#### WORK INSTRUCTIONS:
Throughout the material below, tally the lines containing "EpisodeId" and give the total with no accompanying text.

********************

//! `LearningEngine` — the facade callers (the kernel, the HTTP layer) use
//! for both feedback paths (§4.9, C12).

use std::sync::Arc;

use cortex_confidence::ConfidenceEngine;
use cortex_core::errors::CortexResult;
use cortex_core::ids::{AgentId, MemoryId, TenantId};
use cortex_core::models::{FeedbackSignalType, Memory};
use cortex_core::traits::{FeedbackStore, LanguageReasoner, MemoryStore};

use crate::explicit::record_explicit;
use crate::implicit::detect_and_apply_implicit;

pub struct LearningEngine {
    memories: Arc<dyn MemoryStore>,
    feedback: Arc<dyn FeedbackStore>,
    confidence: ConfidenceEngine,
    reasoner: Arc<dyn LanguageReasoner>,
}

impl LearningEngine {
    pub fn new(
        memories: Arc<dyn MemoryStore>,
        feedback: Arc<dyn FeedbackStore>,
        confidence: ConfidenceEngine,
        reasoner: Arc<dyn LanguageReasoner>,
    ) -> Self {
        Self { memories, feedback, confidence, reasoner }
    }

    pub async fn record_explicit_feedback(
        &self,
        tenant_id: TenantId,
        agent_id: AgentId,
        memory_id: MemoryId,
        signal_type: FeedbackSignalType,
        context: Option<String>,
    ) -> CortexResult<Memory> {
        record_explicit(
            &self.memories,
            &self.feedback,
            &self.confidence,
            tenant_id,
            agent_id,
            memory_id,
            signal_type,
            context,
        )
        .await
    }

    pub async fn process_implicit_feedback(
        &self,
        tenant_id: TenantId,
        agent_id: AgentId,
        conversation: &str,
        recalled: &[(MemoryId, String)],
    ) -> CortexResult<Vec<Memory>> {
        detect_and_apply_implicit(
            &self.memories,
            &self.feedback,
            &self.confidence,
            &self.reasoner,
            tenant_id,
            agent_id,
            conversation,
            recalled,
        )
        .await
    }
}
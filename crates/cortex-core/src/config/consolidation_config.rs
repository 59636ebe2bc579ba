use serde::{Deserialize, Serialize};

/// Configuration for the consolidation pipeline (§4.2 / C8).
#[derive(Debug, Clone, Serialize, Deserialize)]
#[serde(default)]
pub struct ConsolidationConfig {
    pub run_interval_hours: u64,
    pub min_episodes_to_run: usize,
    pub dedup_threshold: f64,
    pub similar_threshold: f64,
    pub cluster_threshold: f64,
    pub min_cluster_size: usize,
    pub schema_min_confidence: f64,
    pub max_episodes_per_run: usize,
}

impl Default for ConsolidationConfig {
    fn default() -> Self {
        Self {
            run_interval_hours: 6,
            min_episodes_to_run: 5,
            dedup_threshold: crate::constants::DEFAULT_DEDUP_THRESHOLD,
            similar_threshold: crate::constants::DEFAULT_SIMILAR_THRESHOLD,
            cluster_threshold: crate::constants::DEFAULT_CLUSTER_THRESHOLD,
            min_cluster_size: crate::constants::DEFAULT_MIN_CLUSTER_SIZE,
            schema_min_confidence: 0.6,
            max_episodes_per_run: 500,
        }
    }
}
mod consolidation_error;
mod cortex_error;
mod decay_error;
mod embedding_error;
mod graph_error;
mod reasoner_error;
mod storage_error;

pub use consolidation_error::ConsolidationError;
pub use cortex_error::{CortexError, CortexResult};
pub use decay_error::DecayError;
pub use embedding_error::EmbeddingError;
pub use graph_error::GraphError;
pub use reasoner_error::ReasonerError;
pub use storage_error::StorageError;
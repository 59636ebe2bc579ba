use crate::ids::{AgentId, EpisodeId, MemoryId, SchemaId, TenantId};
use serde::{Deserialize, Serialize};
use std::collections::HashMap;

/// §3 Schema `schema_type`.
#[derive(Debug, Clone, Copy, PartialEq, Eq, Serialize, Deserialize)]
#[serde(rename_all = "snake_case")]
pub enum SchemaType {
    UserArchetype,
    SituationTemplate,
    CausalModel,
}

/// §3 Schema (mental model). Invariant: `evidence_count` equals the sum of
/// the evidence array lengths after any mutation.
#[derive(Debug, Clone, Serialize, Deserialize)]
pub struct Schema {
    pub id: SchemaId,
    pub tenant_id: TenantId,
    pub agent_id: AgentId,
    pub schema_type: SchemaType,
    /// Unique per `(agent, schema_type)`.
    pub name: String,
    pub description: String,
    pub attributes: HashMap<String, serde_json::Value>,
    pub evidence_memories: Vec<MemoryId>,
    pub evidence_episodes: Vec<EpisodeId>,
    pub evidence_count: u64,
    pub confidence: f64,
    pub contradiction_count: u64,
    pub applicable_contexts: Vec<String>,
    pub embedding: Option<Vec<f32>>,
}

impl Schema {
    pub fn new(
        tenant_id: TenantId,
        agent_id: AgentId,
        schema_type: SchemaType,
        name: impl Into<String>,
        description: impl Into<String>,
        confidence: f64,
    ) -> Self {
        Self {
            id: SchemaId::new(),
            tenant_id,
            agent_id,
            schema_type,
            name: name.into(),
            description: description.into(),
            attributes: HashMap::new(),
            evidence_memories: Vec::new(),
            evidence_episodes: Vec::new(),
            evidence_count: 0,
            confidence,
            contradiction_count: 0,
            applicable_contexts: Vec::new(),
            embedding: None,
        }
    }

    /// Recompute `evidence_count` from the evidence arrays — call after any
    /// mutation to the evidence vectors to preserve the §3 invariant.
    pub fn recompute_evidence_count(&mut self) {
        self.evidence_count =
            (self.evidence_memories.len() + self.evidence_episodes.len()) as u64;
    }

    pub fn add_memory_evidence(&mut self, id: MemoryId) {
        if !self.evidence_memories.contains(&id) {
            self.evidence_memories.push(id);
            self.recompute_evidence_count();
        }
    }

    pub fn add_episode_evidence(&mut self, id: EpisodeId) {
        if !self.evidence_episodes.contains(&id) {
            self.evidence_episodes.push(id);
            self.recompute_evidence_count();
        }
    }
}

********************

#### WRITTEN SOLUTION:
3